--- Activity ---
Could you set down exactly the lines in the records below between the line holding "3.5 minutes in." and the line holding "async fn cached_coverage_is_not_refetched()", inclusive?

--- Dataset entries ---

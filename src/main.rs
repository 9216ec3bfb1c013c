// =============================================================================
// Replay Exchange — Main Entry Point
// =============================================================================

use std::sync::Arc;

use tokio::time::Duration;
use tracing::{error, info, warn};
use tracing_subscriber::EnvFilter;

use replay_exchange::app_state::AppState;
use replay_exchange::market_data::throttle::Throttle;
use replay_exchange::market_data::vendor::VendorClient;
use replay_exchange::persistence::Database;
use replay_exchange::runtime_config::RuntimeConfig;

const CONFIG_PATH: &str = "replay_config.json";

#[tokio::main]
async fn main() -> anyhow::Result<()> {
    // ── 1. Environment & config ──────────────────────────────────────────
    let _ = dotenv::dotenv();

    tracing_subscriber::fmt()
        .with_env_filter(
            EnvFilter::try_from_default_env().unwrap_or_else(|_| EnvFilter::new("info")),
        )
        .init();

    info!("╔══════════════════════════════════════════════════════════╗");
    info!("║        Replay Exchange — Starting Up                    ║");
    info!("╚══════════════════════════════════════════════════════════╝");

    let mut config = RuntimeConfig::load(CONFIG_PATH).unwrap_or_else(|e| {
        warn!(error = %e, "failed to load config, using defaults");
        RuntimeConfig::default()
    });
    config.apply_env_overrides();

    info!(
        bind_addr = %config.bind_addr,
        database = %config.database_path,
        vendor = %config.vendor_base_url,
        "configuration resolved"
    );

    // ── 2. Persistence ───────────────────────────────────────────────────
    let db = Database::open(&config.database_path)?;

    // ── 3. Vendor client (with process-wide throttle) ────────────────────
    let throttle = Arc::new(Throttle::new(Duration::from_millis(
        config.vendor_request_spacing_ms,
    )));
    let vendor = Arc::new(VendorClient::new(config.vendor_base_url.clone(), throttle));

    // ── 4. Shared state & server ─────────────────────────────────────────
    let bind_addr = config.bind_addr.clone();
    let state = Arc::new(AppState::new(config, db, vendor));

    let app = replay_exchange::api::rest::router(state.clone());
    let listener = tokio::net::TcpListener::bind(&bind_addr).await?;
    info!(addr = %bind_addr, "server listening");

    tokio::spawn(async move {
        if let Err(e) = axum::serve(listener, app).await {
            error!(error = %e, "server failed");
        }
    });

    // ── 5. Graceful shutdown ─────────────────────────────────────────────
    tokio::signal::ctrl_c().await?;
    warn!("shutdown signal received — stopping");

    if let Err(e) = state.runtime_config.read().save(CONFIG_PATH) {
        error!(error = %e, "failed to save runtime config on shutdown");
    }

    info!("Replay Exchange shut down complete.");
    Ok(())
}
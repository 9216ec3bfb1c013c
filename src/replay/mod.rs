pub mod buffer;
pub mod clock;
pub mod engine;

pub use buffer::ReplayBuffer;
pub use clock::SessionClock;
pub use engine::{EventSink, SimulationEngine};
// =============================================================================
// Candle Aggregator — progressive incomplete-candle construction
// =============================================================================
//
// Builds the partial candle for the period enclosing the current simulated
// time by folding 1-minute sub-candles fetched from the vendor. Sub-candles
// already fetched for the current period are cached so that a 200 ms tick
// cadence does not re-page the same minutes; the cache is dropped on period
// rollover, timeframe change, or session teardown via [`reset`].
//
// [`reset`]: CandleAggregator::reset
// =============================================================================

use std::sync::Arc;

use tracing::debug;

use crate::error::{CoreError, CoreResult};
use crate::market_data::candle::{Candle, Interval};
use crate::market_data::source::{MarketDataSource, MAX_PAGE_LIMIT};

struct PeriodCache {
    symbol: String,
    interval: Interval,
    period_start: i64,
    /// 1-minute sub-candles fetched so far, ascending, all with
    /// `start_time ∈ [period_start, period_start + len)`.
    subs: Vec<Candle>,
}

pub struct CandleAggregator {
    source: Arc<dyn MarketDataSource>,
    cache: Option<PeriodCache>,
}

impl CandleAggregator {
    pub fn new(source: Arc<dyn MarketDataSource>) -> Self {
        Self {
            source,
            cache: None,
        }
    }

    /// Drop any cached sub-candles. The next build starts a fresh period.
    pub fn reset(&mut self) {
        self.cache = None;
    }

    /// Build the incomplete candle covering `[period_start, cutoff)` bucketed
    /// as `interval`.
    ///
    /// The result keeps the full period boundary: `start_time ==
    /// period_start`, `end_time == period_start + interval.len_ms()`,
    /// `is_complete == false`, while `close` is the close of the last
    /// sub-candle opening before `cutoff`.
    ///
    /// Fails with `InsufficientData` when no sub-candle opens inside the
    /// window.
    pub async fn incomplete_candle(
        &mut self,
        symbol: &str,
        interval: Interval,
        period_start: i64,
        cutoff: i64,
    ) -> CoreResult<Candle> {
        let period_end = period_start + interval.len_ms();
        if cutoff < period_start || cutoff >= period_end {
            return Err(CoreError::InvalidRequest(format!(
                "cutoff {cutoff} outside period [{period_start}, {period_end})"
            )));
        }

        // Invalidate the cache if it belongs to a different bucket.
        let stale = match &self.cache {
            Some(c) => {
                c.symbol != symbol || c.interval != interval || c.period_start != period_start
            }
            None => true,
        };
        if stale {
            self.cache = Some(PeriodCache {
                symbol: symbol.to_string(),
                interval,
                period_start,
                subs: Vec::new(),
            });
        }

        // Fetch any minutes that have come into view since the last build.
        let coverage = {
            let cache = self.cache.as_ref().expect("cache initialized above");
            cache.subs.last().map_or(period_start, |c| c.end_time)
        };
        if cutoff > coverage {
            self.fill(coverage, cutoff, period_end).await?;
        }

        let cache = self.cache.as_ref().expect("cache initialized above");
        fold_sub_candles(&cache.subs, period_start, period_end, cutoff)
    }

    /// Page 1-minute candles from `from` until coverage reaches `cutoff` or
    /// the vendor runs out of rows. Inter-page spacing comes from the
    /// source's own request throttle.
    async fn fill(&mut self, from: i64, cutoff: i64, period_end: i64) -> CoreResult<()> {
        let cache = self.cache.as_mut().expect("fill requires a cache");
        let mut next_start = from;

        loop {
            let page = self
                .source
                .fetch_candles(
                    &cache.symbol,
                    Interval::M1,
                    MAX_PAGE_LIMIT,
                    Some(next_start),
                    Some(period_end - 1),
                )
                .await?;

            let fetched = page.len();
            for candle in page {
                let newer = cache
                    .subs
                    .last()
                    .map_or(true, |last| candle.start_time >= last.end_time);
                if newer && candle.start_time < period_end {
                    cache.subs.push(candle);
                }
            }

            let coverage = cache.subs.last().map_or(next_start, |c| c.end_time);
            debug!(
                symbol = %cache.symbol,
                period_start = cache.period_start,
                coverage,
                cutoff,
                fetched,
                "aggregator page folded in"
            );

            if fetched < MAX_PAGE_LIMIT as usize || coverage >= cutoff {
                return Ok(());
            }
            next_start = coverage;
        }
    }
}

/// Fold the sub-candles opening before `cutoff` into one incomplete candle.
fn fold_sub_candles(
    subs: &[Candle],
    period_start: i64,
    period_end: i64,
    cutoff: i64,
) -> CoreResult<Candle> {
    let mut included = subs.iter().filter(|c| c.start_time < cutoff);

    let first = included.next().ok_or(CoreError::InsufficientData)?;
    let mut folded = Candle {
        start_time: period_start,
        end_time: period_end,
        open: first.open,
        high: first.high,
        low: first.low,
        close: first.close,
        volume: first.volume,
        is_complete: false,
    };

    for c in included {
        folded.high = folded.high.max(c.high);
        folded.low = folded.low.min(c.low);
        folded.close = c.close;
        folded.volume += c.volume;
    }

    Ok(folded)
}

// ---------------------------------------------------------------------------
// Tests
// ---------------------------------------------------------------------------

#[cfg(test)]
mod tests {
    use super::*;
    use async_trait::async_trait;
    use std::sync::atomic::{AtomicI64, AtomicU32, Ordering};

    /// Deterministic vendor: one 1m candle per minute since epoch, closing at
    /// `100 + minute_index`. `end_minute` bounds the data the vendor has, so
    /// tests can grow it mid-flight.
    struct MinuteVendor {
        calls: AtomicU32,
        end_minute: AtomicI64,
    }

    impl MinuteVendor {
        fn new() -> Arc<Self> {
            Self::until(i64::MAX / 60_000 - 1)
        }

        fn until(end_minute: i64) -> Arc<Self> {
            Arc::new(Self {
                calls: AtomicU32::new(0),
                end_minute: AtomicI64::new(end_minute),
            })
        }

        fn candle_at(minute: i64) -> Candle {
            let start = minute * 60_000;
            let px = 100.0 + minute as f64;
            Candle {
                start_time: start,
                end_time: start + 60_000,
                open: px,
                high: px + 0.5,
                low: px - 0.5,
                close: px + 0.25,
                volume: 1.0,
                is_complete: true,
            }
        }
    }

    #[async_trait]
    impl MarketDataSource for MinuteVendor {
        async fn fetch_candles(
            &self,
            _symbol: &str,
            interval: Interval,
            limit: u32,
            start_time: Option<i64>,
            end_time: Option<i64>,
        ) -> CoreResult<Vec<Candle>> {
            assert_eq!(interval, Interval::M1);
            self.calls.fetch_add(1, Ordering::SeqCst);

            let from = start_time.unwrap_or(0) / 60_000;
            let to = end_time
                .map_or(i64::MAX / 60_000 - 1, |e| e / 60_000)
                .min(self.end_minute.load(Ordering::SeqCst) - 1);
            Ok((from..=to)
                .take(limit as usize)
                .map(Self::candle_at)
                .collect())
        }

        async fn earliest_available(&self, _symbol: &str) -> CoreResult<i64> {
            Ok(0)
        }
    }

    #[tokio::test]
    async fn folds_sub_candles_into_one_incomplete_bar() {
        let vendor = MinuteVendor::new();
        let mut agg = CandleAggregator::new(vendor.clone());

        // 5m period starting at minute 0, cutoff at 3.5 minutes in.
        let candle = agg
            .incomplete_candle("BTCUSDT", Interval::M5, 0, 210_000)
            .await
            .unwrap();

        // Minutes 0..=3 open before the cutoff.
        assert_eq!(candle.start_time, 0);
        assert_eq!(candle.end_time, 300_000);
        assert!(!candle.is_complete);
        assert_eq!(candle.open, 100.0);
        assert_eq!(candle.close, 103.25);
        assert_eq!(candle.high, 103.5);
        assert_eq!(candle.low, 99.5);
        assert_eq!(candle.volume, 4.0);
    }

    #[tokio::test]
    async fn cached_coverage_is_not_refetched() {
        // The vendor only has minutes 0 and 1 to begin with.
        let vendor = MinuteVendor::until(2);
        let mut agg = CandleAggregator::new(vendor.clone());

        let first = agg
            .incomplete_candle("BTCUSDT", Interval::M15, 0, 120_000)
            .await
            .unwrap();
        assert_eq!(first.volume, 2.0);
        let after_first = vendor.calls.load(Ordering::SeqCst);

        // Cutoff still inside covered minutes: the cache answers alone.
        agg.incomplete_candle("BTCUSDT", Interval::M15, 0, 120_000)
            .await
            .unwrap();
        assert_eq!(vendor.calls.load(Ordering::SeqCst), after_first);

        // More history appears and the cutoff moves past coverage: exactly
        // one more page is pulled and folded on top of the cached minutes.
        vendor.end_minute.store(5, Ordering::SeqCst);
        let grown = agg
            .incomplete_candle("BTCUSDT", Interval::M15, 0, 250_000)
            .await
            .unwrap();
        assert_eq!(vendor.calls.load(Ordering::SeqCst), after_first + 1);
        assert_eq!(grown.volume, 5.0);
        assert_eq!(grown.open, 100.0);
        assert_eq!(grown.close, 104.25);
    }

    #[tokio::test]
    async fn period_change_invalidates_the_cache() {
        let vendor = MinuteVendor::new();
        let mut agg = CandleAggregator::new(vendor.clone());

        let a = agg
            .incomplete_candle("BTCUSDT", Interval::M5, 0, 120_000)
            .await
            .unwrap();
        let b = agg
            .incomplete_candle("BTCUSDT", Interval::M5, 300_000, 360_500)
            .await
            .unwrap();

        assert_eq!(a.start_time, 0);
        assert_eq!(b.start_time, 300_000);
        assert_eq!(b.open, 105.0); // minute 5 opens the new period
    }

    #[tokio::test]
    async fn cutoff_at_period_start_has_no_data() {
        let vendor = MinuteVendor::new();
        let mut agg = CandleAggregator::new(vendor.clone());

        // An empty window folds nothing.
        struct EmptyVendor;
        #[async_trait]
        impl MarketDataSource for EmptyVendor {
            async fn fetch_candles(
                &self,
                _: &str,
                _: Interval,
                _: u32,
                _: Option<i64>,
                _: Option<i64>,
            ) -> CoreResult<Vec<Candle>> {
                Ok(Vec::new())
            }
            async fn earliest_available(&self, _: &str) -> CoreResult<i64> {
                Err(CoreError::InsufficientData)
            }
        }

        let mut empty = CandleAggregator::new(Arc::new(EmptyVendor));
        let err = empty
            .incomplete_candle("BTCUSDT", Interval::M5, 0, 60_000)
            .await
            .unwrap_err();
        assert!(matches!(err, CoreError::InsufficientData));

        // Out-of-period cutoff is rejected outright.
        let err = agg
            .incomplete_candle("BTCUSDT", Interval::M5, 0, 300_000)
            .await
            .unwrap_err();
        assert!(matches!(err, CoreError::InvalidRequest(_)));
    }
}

--- Exercise response ---
        // 5m period starting at minute 0, cutoff at 3.5 minutes in.
        let candle = agg
            .incomplete_candle("BTCUSDT", Interval::M5, 0, 210_000)
            .await
            .unwrap();

        // Minutes 0..=3 open before the cutoff.
        assert_eq!(candle.start_time, 0);
        assert_eq!(candle.end_time, 300_000);
        assert!(!candle.is_complete);
        assert_eq!(candle.open, 100.0);
        assert_eq!(candle.close, 103.25);
        assert_eq!(candle.high, 103.5);
        assert_eq!(candle.low, 99.5);
        assert_eq!(candle.volume, 4.0);
    }

    #[tokio::test]
    async fn cached_coverage_is_not_refetched() {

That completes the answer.